December 12 is one of Mexico’s most beloved holidays and part of a beautiful tradition to celebrate Our Lady of Guadalupe (and usually also those whose names are Guadalupe, too!)
According to tradition, the Virgin Mary appeared before Juan Diego in December of 1531. The story says that while he was on his way to church, Our Lady of Guadalupe appeared before him on Tepeyac hill. The hill was previously an Aztec temple of worship for goddesses. She appeared before him, speaking to him in his native Nahuatl. She called him closer and expressed her love and care for natives and those who love and seek her, and her wishes to have a temple raised in her honor on Tepeyac hill for her to serve those who are devoted to her. He was to go to Mexico city and tell the bishop of her apparition and request.
Once Juan Diego informed the bishop of what he witnessed, the bishop did not believe him and ignored the request. The Virgin appeared before Juan Diego once again and ordered him to go back to the top of the hill and collect roses, which Juan Diego found strange since the winter soil was infertile. Upon arriving to the top of the hill, he was surprised to find it covered in beautiful flowers which she had miraculously bloomed.
Juan Diego went back to the bishop carrying the roses in his cloak, and standing before him, he opened it to expose not only the flowers, but a holy image of the beautiful Virgin Mary on his tilma. The bishop was convinced of the holy apparition and agreed to have a church built for her on the foot of Tepeyac Hill, which we now know as the Basilica of Our Lady of Guadalupe.
Since then, millions have made the pilgrimage to Tepeyac Hill and the Basilica almost every year since the apparition and it has become a national holiday in Mexico. A day to set aside to honor and celebrate the Virgin Mary and her mercy upon the indigenous people of Mexico and the land that we all know and love and are so proud of being from.

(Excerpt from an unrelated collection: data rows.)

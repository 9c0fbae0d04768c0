//! The `Request` (spec §3): owned by the HTTP edge until enqueued.

use serde::{Deserialize, Serialize};

use super::{ItemOverridesMap, RequestId, UserConfig};

/// A user's download request, immutable once enqueued.
#[derive(Clone, Debug, PartialEq, Serialize, Deserialize)]
pub struct Request {
    pub request_id: RequestId,
    /// Raw URL or free-text search query.
    pub raw_input: String,
    pub is_playlist_mode: bool,
    /// Selected target references, only meaningful when `is_playlist_mode`.
    pub selected_urls: Vec<String>,
    pub user_config: UserConfig,
    pub item_configs: ItemOverridesMap,
    /// Opaque string used only for quota accounting, never for authn/z.
    pub client_identity: String,
}

impl Request {
    /// Validate the input-shape invariants the HTTP edge must enforce
    /// before enqueueing (spec §8 "Empty input rejected... even when
    /// playlist-mode flag is true but selections are empty").
    pub fn validate(&self) -> Result<(), String> {
        self.user_config
            .validate()
            .map_err(|e| format!("invalid user_config: {e}"))?;

        if self.is_playlist_mode {
            if self.selected_urls.is_empty() {
                return Err("playlist-mode request has no selected_urls".to_string());
            }
        } else if self.raw_input.trim().is_empty() {
            return Err("raw_input is empty".to_string());
        }
        Ok(())
    }
}

#[cfg(test)]
mod tests {
    use super::*;

    fn base_request() -> Request {
        Request {
            request_id: RequestId::new(),
            raw_input: String::new(),
            is_playlist_mode: false,
            selected_urls: Vec::new(),
            user_config: UserConfig::default(),
            item_configs: ItemOverridesMap::new(),
            client_identity: "client-1".to_string(),
        }
    }

    #[test]
    fn empty_raw_input_rejected() {
        assert!(base_request().validate().is_err());
    }

    #[test]
    fn playlist_mode_with_empty_selection_rejected_even_if_flag_true() {
        let mut req = base_request();
        req.is_playlist_mode = true;
        req.raw_input = "ignored".to_string();
        assert!(req.validate().is_err());
    }

    #[test]
    fn playlist_mode_with_selection_accepted() {
        let mut req = base_request();
        req.is_playlist_mode = true;
        req.selected_urls = vec!["https://youtu.be/abc".to_string()];
        assert!(req.validate().is_ok());
    }
}
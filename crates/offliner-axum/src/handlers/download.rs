//! `POST /download` (spec §6).

use std::net::SocketAddr;

use axum::extract::{ConnectInfo, Form, State};
use axum::Json;

use offliner_core::domain::Request as DownloadRequest;
use offliner_core::domain::{ItemOverridesMap, RequestId};

use crate::dto::{DownloadAccepted, DownloadForm};
use crate::error::HttpError;
use crate::state::{AppState, JobService};

/// `client_identity` is the caller's remote address, matching the
/// source's `flask_limiter.util.get_remote_address` key function — this
/// is used only for quota accounting, never for auth.
pub async fn download(
    State(state): State<AppState>,
    ConnectInfo(addr): ConnectInfo<SocketAddr>,
    Form(form): Form<DownloadForm>,
) -> Result<Json<DownloadAccepted>, HttpError> {
    let parsed = form.parse().map_err(HttpError::BadRequest)?;

    let request_id = RequestId::new();
    let item_configs: ItemOverridesMap = parsed.item_configs;
    let request = DownloadRequest {
        request_id,
        raw_input: form.input_url,
        is_playlist_mode: form.is_playlist_mode,
        selected_urls: parsed.selected_urls,
        user_config: parsed.user_config,
        item_configs,
        client_identity: addr.ip().to_string(),
    };

    let request_id = state.enqueue(request).await?;
    Ok(Json(DownloadAccepted { request_id }))
}
//! Builds the external media tool's option/argument set (spec §4.4
//! "Options construction").

use offliner_core::domain::{AudioFormat, Mode, Quality, UserConfig, VideoFormat};

pub const EXTRACTOR_RETRIES: u32 = 10;
pub const FRAGMENT_RETRIES: u32 = 10;
pub const FILE_ACCESS_RETRIES: u32 = 5;
pub const SOCKET_TIMEOUT_SECS: u32 = 60;
pub const CHUNK_SIZE_BYTES: u32 = 10 * 1024 * 1024;
pub const USER_AGENT: &str =
    "Mozilla/5.0 (Windows NT 10.0; Win64; x64) AppleWebKit/537.36 (KHTML, like Gecko) Chrome/124.0.0.0 Safari/537.36";

/// A content-selector expression driven by `quality` and `mode`.
#[must_use]
pub fn format_selector(mode: Mode, quality: Quality, video_format: VideoFormat) -> String {
    match mode {
        Mode::Audio => match quality {
            Quality::Min => "worstaudio/worst".to_string(),
            Quality::Avg => "bestaudio[abr<=160]/bestaudio".to_string(),
            Quality::Max => "bestaudio/best".to_string(),
        },
        Mode::Video => {
            // MP4 muxing can't carry Opus audio, so MP4 requests avoid
            // pairing a webm/opus audio stream with an mp4 video stream.
            let audio_constraint = match video_format {
                VideoFormat::Mp4 => "[acodec^=mp4a]/bestaudio[ext=m4a]",
                VideoFormat::Mov | VideoFormat::Mkv | VideoFormat::Webm => "/bestaudio",
            };
            match quality {
                Quality::Min => format!("worstvideo+worstaudio{audio_constraint}/worst"),
                Quality::Avg => {
                    format!("bestvideo[height<=720]+bestaudio{audio_constraint}/best[height<=720]")
                }
                Quality::Max => format!("bestvideo+bestaudio{audio_constraint}/best"),
            }
        }
    }
}

/// Container extensions that can carry embedded cover art for each mode
/// (spec §4.4) — delegated to the domain types, which already encode this.
#[must_use]
pub fn supports_embedded_art(mode: Mode, audio_format: AudioFormat, video_format: VideoFormat) -> bool {
    match mode {
        Mode::Audio => audio_format.supports_embedded_art(),
        Mode::Video => video_format.supports_embedded_art(),
    }
}

/// Assembles the CLI argument vector for one (target, mode) download,
/// excluding the output template and URL (added by the caller).
#[must_use]
pub fn build_args(
    mode: Mode,
    config: &UserConfig,
    credentials_path: Option<&str>,
    include_sponsor_skip: bool,
    forced_client_arg: Option<&str>,
) -> Vec<String> {
    let mut args = vec![
        "-f".to_string(),
        format_selector(mode, config.quality, config.video_format),
        "--extractor-retries".to_string(),
        EXTRACTOR_RETRIES.to_string(),
        "--fragment-retries".to_string(),
        FRAGMENT_RETRIES.to_string(),
        "--file-access-retries".to_string(),
        FILE_ACCESS_RETRIES.to_string(),
        "--socket-timeout".to_string(),
        SOCKET_TIMEOUT_SECS.to_string(),
        "--http-chunk-size".to_string(),
        CHUNK_SIZE_BYTES.to_string(),
        "--user-agent".to_string(),
        USER_AGENT.to_string(),
        "--no-check-certificates".to_string(),
        "--force-ipv4".to_string(),
        "--no-continue".to_string(),
        "--no-part".to_string(),
    ];

    if let Some(path) = credentials_path {
        args.push("--cookies".to_string());
        args.push(path.to_string());
    }

    if include_sponsor_skip && config.sponsor_skip_enabled {
        let categories = if config.sponsor_skip_categories.is_empty() {
            "all".to_string()
        } else {
            config
                .sponsor_skip_categories
                .iter()
                .cloned()
                .collect::<Vec<_>>()
                .join(",")
        };
        args.push("--sponsorblock-remove".to_string());
        args.push(categories);
    }

    if mode == Mode::Audio {
        args.push("--extract-audio".to_string());
        args.push("--audio-format".to_string());
        args.push(config.audio_format.extension().to_string());
        args.push("--audio-quality".to_string());
        args.push(
            match config.quality {
                Quality::Min => "9",
                Quality::Avg => "5",
                Quality::Max => "0",
            }
            .to_string(),
        );
    }

    if config.embed_metadata {
        args.push("--add-metadata".to_string());
        args.push("--embed-thumbnail".to_string());
        if supports_embedded_art(mode, config.audio_format, config.video_format) {
            args.push("--convert-thumbnails".to_string());
            args.push("jpg".to_string());
        } else {
            args.push("--no-embed-thumbnail".to_string());
        }
    }

    if let Some(client) = forced_client_arg {
        args.push("--extractor-args".to_string());
        args.push(format!("youtube:player_client={client}"));
    }

    args
}

#[cfg(test)]
mod tests {
    use super::*;

    #[test]
    fn audio_avg_quality_caps_bitrate() {
        assert_eq!(
            format_selector(Mode::Audio, Quality::Avg, VideoFormat::Mp4),
            "bestaudio[abr<=160]/bestaudio"
        );
    }

    #[test]
    fn mp4_video_selector_avoids_opus_audio() {
        let selector = format_selector(Mode::Video, Quality::Avg, VideoFormat::Mp4);
        assert!(selector.contains("acodec^=mp4a"));
    }

    #[test]
    fn webm_video_selector_has_no_mp4_constraint() {
        let selector = format_selector(Mode::Video, Quality::Max, VideoFormat::Webm);
        assert!(!selector.contains("acodec^=mp4a"));
    }

    #[test]
    fn sponsor_skip_only_applied_when_enabled_and_requested() {
        let mut config = UserConfig::default();
        config.sponsor_skip_enabled = false;
        let args = build_args(Mode::Audio, &config, None, true, None);
        assert!(!args.contains(&"--sponsorblock-remove".to_string()));

        config.sponsor_skip_enabled = true;
        let args = build_args(Mode::Audio, &config, None, true, None);
        assert!(args.contains(&"--sponsorblock-remove".to_string()));
    }

    #[test]
    fn skipping_sponsor_block_step_omits_it_even_if_enabled() {
        let mut config = UserConfig::default();
        config.sponsor_skip_enabled = true;
        let args = build_args(Mode::Audio, &config, None, false, None);
        assert!(!args.contains(&"--sponsorblock-remove".to_string()));
    }
}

Celebrations for Our Lady of Guadalupe begin on the evening of December 11, with overnight masses across Catholic churches in Mexico and the United States. She is also celebrated with music and food, like many usual Mexican celebrations. Each year, thousands make the pilgrimage to the Basilica and celebrate her with parades, music, food, performances, and even fireworks.
Dia de la Virgen unofficially marks the beginning of the December holiday season, with posadas starting a few days later and Christmas the following week. Don’t forget to celebrate our Virgen Morena and stuff yourself with buñuelos and celebrate another holiday season!